Print out the full listing exactly as it reads.

Data for processing -
□ □ □ □ □ □ □

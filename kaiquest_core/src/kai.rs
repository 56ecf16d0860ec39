//! Kai log deduplication.
//!
//! Candidate habit phrases (usually extracted from journal text) are merged
//! into the existing kai logs by fuzzy match rather than exact equality, so
//! "swim" and "swiming" count as one habit.

use crate::similarity::ratio;
use crate::types::KaiLog;
use chrono::{DateTime, Utc};

/// Default similarity threshold for treating two phrases as the same kai
pub const DEFAULT_THRESHOLD: f64 = 0.7;

/// Find the existing log most similar to `candidate`, if similar enough.
///
/// Returns the index of the best-scoring log when its score is at least
/// `threshold`, otherwise `None` (caller should create a new entry).
/// A blank candidate never matches. The strictly greatest score wins;
/// on ties the first log in iteration order is kept.
pub fn find_similar(logs: &[KaiLog], candidate: &str, threshold: f64) -> Option<usize> {
    let candidate = candidate.trim();
    if candidate.is_empty() {
        return None;
    }

    let mut best_idx = None;
    let mut best_score = 0.0;

    for (idx, log) in logs.iter().enumerate() {
        let score = ratio(&log.name, candidate);
        if score > best_score {
            best_score = score;
            best_idx = Some(idx);
        }
    }

    if best_score >= threshold {
        best_idx
    } else {
        None
    }
}

/// Merge a batch of candidate phrases into the kai logs.
///
/// Each phrase either increments the count of a similar existing log or is
/// appended as a new log with count 1. Newly created logs join the scan set
/// immediately, so repeated similar phrases within one batch collapse onto
/// a single new entry. Returns (merged, created) counts.
pub fn merge_phrases(
    logs: &mut Vec<KaiLog>,
    phrases: &[String],
    threshold: f64,
    now: DateTime<Utc>,
) -> (usize, usize) {
    let mut merged = 0;
    let mut created = 0;

    for raw_name in phrases {
        let name = raw_name.trim();
        if name.is_empty() {
            continue;
        }

        match find_similar(logs, name, threshold) {
            Some(idx) => {
                logs[idx].count += 1;
                merged += 1;
                tracing::debug!("Merged kai {:?} into existing {:?}", name, logs[idx].name);
            }
            None => {
                logs.push(KaiLog {
                    name: name.to_string(),
                    count: 1,
                    created_at: now,
                });
                created += 1;
                tracing::debug!("Registered new kai {:?}", name);
            }
        }
    }

    (merged, created)
}

/// Parse a bullet-list assist reply into bare phrases.
///
/// Strips common bullet markers and enumeration prefixes from each line and
/// drops lines that end up empty.
pub fn parse_phrase_lines(text: &str) -> Vec<String> {
    const MARKERS: &[char] = &[
        '・', '-', '＊', '*', '•', '●', '■', '□', '0', '1', '2', '3', '4', '5', '6', '7', '8',
        '9', '.', '①', '②', '③', '④', '⑤', ' ',
    ];

    text.lines()
        .map(|line| line.trim().trim_start_matches(MARKERS).trim())
        .filter(|line| !line.is_empty())
        .map(|line| line.to_string())
        .collect()
}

□ □ □ □ □ □ □

Exercise solution -
filename kaiquest_core/src/kai.rs
repository 56ecf16d0860ec39
//! Kai log deduplication.
//!
//! Candidate habit phrases (usually extracted from journal text) are merged
//! into the existing kai logs by fuzzy match rather than exact equality, so
//! "swim" and "swiming" count as one habit.

use crate::similarity::ratio;
use crate::types::KaiLog;
use chrono::{DateTime, Utc};

/// Default similarity threshold for treating two phrases as the same kai
pub const DEFAULT_THRESHOLD: f64 = 0.7;

/// Find the existing log most similar to `candidate`, if similar enough.
///
/// Returns the index of the best-scoring log when its score is at least
/// `threshold`, otherwise `None` (caller should create a new entry).
/// A blank candidate never matches. The strictly greatest score wins;
/// on ties the first log in iteration order is kept.
pub fn find_similar(logs: &[KaiLog], candidate: &str, threshold: f64) -> Option<usize> {
    let candidate = candidate.trim();
    if candidate.is_empty() {
        return None;
    }

    let mut best_idx = None;
    let mut best_score = 0.0;

    for (idx, log) in logs.iter().enumerate() {
        let score = ratio(&log.name, candidate);
        if score > best_score {
            best_score = score;
            best_idx = Some(idx);
        }
    }

    if best_score >= threshold {
        best_idx
    } else {
        None
    }
}

/// Merge a batch of candidate phrases into the kai logs.
///
/// Each phrase either increments the count of a similar existing log or is
/// appended as a new log with count 1. Newly created logs join the scan set
/// immediately, so repeated similar phrases within one batch collapse onto
/// a single new entry. Returns (merged, created) counts.
pub fn merge_phrases(
    logs: &mut Vec<KaiLog>,
    phrases: &[String],
    threshold: f64,
    now: DateTime<Utc>,
) -> (usize, usize) {
    let mut merged = 0;
    let mut created = 0;

    for raw_name in phrases {
        let name = raw_name.trim();
        if name.is_empty() {
            continue;
        }

        match find_similar(logs, name, threshold) {
            Some(idx) => {
                logs[idx].count += 1;
                merged += 1;
                tracing::debug!("Merged kai {:?} into existing {:?}", name, logs[idx].name);
            }
            None => {
                logs.push(KaiLog {
                    name: name.to_string(),
                    count: 1,
                    created_at: now,
                });
                created += 1;
                tracing::debug!("Registered new kai {:?}", name);
            }
        }
    }

    (merged, created)
}

/// Parse a bullet-list assist reply into bare phrases.
///
/// Strips common bullet markers and enumeration prefixes from each line and
/// drops lines that end up empty.
pub fn parse_phrase_lines(text: &str) -> Vec<String> {
    const MARKERS: &[char] = &[
        '・', '-', '＊', '*', '•', '●', '■', '□', '0', '1', '2', '3', '4', '5', '6', '7', '8',
        '9', '.', '①', '②', '③', '④', '⑤', ' ',
    ];

    text.lines()
        .map(|line| line.trim().trim_start_matches(MARKERS).trim())
        .filter(|line| !line.is_empty())
        .map(|line| line.to_string())
        .collect()
}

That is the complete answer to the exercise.